Provided data Start Marker

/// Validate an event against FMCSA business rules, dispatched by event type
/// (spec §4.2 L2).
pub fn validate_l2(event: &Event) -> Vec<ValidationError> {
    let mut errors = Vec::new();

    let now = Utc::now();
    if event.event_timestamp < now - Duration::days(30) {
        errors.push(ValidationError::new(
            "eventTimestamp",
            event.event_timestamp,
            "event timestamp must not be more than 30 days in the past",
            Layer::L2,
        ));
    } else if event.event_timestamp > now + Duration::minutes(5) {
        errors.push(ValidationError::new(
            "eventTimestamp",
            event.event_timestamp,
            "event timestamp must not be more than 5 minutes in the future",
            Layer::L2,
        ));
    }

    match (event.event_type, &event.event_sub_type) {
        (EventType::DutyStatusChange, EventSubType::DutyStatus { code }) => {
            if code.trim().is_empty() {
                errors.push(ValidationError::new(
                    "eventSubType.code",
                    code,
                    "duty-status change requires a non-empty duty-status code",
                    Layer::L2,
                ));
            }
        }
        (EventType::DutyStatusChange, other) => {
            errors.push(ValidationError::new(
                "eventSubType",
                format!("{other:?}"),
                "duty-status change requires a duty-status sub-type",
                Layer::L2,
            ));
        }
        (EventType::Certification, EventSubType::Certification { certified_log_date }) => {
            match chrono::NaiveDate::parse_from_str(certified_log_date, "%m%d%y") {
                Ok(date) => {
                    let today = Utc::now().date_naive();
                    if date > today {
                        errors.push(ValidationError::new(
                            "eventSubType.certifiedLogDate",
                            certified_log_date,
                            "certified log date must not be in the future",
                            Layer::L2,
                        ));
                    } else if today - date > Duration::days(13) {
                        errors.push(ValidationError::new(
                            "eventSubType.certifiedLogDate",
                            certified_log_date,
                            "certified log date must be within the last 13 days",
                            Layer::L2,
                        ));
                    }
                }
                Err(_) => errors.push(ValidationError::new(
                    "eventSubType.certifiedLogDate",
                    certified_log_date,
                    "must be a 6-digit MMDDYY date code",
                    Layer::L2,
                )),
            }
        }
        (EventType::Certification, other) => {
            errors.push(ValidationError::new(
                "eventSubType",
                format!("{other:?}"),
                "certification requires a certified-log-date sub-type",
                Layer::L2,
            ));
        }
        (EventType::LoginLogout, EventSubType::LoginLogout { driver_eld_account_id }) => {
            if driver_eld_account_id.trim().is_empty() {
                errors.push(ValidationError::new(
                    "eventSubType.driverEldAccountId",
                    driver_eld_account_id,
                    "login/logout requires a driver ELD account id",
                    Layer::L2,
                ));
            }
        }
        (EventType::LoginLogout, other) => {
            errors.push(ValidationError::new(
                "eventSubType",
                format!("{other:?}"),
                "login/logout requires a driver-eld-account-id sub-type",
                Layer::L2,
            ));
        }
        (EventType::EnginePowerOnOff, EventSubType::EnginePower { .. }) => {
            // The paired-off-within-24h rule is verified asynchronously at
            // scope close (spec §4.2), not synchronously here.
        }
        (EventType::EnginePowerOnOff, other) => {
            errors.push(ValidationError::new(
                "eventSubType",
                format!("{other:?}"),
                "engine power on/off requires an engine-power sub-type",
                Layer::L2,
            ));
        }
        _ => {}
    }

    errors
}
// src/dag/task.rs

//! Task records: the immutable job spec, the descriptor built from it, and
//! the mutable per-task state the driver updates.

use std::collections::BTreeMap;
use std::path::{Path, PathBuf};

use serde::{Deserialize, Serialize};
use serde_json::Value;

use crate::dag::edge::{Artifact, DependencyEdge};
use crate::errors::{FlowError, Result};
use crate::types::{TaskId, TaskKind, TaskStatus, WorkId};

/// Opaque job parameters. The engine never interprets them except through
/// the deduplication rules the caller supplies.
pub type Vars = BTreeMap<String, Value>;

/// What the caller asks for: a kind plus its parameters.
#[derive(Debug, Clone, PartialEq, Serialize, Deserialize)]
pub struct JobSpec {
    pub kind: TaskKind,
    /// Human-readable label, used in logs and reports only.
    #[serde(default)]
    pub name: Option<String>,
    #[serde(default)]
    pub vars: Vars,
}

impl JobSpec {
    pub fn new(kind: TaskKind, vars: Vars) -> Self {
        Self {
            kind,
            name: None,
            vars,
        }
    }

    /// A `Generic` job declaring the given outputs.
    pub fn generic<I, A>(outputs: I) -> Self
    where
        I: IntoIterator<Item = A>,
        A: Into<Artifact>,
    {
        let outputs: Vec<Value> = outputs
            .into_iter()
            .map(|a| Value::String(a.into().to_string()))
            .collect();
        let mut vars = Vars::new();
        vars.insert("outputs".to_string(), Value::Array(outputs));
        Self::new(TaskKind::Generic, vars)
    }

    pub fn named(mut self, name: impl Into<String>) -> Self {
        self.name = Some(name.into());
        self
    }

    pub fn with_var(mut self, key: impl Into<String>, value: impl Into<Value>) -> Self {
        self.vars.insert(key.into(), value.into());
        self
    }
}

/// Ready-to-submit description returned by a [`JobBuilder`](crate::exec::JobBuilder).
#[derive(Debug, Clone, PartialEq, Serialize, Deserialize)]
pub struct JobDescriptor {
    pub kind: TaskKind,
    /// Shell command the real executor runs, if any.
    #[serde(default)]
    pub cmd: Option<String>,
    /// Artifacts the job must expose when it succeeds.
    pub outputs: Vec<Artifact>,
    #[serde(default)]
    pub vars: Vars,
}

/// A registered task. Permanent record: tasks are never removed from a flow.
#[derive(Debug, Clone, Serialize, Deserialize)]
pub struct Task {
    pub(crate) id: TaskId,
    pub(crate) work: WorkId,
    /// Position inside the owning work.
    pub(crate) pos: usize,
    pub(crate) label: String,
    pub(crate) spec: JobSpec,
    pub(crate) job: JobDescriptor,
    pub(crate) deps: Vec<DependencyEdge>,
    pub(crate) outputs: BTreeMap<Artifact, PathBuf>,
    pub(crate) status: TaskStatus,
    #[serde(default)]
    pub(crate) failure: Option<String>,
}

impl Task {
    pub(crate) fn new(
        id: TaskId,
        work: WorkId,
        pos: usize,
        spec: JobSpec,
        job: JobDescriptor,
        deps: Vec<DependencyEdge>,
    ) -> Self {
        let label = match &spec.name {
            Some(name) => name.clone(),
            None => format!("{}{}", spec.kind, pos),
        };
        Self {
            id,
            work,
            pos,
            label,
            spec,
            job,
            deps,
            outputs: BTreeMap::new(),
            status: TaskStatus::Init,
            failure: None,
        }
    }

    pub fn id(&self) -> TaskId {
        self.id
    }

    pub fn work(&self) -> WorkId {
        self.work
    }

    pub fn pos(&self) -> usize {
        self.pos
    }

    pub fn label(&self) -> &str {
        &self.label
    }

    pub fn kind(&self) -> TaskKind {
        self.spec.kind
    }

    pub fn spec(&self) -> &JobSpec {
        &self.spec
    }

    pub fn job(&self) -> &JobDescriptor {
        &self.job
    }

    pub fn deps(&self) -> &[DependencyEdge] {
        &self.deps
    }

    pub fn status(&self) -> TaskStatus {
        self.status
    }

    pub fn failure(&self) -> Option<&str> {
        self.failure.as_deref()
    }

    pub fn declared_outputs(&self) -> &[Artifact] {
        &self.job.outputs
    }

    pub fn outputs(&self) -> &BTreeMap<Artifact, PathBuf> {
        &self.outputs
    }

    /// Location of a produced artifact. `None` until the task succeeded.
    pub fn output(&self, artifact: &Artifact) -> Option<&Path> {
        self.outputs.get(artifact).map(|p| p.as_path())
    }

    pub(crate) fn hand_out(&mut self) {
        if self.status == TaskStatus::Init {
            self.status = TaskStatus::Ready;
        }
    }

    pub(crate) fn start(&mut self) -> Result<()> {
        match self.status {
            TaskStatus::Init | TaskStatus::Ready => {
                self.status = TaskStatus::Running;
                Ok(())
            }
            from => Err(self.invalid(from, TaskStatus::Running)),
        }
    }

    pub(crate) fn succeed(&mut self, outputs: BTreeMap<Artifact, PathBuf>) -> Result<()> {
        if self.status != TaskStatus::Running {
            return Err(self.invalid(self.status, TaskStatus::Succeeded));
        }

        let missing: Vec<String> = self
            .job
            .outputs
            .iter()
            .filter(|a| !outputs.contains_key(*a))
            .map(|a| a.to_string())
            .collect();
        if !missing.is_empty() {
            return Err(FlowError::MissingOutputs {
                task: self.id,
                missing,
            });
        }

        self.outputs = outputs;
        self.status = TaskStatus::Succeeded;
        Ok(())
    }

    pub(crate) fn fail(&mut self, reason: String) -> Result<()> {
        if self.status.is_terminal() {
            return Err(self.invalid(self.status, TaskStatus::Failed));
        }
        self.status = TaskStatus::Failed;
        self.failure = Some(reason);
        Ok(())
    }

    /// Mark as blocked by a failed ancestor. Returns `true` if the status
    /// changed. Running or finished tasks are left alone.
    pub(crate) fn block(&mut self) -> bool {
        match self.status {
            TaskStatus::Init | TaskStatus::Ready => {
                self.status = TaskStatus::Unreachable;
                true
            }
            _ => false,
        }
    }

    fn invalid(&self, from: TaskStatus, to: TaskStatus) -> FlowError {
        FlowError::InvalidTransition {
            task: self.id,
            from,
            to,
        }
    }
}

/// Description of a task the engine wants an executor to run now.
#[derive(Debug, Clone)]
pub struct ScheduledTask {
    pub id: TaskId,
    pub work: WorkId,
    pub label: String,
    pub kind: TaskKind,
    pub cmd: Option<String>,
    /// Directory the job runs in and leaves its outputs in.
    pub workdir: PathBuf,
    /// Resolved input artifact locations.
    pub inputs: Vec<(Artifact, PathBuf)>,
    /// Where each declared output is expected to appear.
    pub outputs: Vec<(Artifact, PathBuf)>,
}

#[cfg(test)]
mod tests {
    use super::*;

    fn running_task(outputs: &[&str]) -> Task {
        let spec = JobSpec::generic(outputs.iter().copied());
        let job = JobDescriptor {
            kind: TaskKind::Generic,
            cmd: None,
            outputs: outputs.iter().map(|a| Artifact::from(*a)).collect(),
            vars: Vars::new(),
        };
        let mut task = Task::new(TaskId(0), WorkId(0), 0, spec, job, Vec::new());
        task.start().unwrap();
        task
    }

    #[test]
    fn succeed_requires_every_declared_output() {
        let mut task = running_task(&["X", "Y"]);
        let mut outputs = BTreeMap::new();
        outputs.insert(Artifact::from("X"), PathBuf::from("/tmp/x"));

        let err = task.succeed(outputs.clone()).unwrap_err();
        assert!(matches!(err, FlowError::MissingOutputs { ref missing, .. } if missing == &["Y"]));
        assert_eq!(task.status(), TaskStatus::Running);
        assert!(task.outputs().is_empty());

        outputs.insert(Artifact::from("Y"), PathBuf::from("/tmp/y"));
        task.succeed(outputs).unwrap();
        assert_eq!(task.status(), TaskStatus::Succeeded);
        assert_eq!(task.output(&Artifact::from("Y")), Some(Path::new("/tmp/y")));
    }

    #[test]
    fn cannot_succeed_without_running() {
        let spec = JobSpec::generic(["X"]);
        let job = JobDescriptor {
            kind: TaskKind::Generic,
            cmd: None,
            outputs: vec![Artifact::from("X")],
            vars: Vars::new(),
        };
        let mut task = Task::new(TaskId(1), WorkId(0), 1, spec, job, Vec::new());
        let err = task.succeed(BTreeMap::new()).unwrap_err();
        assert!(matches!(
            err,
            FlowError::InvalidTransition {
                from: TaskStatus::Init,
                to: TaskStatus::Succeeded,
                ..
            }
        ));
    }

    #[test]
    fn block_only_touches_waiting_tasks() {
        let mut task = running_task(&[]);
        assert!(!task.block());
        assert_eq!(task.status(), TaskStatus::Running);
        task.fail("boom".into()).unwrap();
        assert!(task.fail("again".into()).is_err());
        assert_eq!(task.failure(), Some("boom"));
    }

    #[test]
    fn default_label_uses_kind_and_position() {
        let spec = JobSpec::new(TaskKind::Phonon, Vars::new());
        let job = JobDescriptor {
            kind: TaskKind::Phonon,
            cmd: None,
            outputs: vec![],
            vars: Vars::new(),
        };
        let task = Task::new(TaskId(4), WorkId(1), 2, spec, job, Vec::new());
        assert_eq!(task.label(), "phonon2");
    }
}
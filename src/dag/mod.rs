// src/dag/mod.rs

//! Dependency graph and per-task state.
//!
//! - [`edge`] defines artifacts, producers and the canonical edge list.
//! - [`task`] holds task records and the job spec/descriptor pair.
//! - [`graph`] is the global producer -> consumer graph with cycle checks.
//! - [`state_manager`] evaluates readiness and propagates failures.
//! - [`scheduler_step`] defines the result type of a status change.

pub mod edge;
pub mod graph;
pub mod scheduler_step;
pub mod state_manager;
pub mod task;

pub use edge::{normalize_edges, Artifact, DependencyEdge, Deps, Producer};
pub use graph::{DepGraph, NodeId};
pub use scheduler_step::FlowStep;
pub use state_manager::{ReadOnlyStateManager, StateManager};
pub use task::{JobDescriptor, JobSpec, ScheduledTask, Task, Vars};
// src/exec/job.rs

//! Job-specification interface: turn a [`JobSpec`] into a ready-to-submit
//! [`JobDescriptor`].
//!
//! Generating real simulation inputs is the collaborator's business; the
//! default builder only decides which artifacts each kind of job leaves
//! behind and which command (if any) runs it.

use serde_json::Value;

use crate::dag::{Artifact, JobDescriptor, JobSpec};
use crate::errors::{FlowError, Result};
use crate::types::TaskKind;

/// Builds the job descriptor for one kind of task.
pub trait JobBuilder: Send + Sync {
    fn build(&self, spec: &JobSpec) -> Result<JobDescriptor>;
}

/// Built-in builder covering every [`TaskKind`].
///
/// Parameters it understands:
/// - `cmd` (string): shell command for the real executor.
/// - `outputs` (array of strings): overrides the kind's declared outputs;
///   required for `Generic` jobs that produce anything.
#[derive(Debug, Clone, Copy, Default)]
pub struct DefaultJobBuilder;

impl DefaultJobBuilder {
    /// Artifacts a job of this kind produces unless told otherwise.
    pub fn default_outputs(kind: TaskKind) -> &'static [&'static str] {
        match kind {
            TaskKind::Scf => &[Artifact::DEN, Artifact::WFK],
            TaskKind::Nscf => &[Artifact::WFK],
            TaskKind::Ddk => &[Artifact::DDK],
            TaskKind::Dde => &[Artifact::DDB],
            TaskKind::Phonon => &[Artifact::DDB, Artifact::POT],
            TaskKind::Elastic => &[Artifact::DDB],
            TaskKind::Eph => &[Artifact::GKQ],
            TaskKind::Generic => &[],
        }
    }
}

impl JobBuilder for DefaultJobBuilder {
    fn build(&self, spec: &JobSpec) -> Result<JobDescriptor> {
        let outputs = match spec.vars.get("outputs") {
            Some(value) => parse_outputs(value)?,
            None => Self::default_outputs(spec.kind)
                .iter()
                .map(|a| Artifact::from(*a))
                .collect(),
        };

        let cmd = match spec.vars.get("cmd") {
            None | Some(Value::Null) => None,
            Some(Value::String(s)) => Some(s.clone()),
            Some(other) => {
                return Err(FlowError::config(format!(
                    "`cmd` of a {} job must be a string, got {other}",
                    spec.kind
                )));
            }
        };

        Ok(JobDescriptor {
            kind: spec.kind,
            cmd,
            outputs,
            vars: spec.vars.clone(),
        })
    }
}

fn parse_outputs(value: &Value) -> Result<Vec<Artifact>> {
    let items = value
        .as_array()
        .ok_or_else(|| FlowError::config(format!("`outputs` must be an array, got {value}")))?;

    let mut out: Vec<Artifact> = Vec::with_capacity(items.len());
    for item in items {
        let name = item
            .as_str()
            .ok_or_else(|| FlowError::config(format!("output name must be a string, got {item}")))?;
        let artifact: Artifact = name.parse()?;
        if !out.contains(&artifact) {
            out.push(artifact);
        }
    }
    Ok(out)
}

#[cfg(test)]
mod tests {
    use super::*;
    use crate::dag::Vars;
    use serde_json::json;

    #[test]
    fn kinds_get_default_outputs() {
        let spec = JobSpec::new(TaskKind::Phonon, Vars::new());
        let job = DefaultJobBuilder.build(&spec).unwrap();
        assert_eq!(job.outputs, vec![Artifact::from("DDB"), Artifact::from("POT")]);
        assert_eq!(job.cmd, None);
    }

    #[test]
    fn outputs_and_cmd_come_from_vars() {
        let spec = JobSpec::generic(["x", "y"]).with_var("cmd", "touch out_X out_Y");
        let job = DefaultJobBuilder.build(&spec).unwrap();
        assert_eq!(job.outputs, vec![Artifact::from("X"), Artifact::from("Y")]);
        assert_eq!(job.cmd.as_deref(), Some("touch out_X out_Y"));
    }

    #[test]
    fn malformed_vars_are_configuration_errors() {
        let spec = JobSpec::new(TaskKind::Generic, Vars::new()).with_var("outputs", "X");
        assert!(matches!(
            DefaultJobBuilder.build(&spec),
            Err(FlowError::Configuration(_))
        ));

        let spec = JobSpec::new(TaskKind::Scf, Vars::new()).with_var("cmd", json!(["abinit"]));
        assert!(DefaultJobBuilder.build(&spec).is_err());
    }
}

Provided data End Marker

Work to complete – Check each line above for the string "executor" and copy those that have it.

Expected output –
    /// Shell command the real executor runs, if any.
/// Description of a task the engine wants an executor to run now.
/// - `cmd` (string): shell command for the real executor.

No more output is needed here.